There’s an overpass ahead. I look at Candy.

“Do you trust me?”

“I hate that question.”

“Do you trust me?”

“Yes.”

“Then undo your seat belt and put your head down on
your knees.”

“I hate how this sounds.”

“Don’t worry. It gets worse.”

The pickup moves up to ram us again. I stay ahead
until just before the overpass. And stomp the brakes, pulling up on the
handbrake at the same time. The pickup can’t slow and hits us at full speed,
driving up the rear of the car and over the top like we’re a ramp. I throw
myself on top of Candy. Wrap my arms around her. The car roof smashes down on my
back but stops when it hits the armor. The weight of the truck is suddenly gone
and we start to slow. From below I hear the sound of crashing metal and
exploding glass. The Porsche slows and comes to a stop, grinding against the
guardrail.

I slam my back against the roof a few times and
manage to raise the crushed metal a few inches. When I have enough room to move
my legs, I kick out the driver-side door, slide out, and run around to Candy’s
side. Her door is jammed so tight that I can’t even get a good grip. I climb on
top and drive the black blade through the roof, slicing it and prying it open
like a sixty-thousand-dollar oyster. Candy looks up at me through the hole.

“This is what you mean by ‘trust me’?”

“You’re alive, aren’t you?”

“Yeah, but I’m developing what are called trust
issues.”

“I’m sure Allegra knows some good shrinks.

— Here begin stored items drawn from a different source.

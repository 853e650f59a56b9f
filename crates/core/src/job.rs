// SPDX-License-Identifier: BUSL-1.1
// Copyright (c) 2026 Alfred Jean LLC

//! Job (compilation request) identifier and data.

use crate::platform::PlatformKind;
use crate::signing::SigningKey;
use serde::{Deserialize, Serialize};

crate::define_id! {
    /// Unique identifier for a job instance. This is the `code` field on the
    /// wire; it is used verbatim in every workspace path.
    pub struct JobId;
}

/// A single build request, as accepted from the backend or a one-shot
/// `config.json` file.
///
/// `(code, starttime)` uniquely identifies a workspace for the lifetime of
/// the job (see [`crate::workspace::WorkspaceLayout`]).
#[derive(Debug, Clone, Serialize, Deserialize)]
pub struct Job {
    /// Opaque job identifier, used verbatim in all workspace paths.
    pub code: JobId,
    /// Monotonic-ish acquisition timestamp (ms since epoch), assigned by the
    /// Builder when the job is fetched — not part of the wire payload.
    #[serde(default)]
    pub starttime: u64,
    pub platform: PlatformKind,
    #[serde(default)]
    pub key: Option<SigningKey>,
    #[serde(default, rename = "iconUrl")]
    pub icon_url: Option<String>,
    #[serde(default, rename = "splashUrl")]
    pub splash_url: Option<String>,
    /// URL (or, in one-shot mode, a path relative to the config root) of the
    /// project manifest XML.
    pub config: String,
    /// URL (or path) of the project sources ZIP.
    pub source: String,
    /// Version string of the native-build library to use.
    #[serde(rename = "libVersion")]
    pub lib_version: String,
}

/// Errors constructing a [`Job`] from an untrusted wire payload.
#[derive(Debug, thiserror::Error, PartialEq, Eq)]
pub enum JobValidationError {
    #[error("missing required field: {0}")]
    MissingField(&'static str),
    #[error("signing key shape does not match platform {0}")]
    KeyPlatformMismatch(PlatformKind),
}

impl Job {
    /// Whether this is a signed build (has a `key`).
    pub fn is_signed(&self) -> bool {
        self.key.is_some()
    }

    /// Validate cross-field invariants that `serde` alone cannot express:
    /// a present `key` must match `platform`'s expected shape.
    pub fn validate(&self) -> Result<(), JobValidationError> {
        if let Some(key) = &self.key {
            if !key.matches(self.platform) {
                return Err(JobValidationError::KeyPlatformMismatch(self.platform));
            }
        }
        Ok(())
    }

    /// Assign the acquisition timestamp. Called by the Builder exactly once,
    /// right after the job is fetched.
    pub fn with_starttime(mut self, starttime_ms: u64) -> Self {
        self.starttime = starttime_ms;
        self
    }
}

#[cfg(test)]
#[path = "job_tests.rs"]
mod tests;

Reach up
your hand and I’ll get you out of there.”

We get a ride into Hollywood in a station wagon
with a family from Houston. I agree with them that we’re damned lucky to walk
away from an accident like that with just a few scratches. Luckier than the
pickup that went off the overpass and crashed onto the street below. They drop
us on Hollywood Boulevard near Allegra’s clinic, and when I try to give the dad
some money he waves it off.

“I’m sure you’d do the same for someone stranded.
Just pass the good fortune along.”

Candy and I look at each other and I know we’re
thinking the same thing.

Who knew people not playing angles or hustling
something still existed. I thought they’d died out with the triceratops. I feel
funny now. A little dirty. Like maybe I contaminated their car with bad luck. I
wonder if they would have given us a ride if they knew I was the Lord of the
Underworld. What’s funny is I think they would have.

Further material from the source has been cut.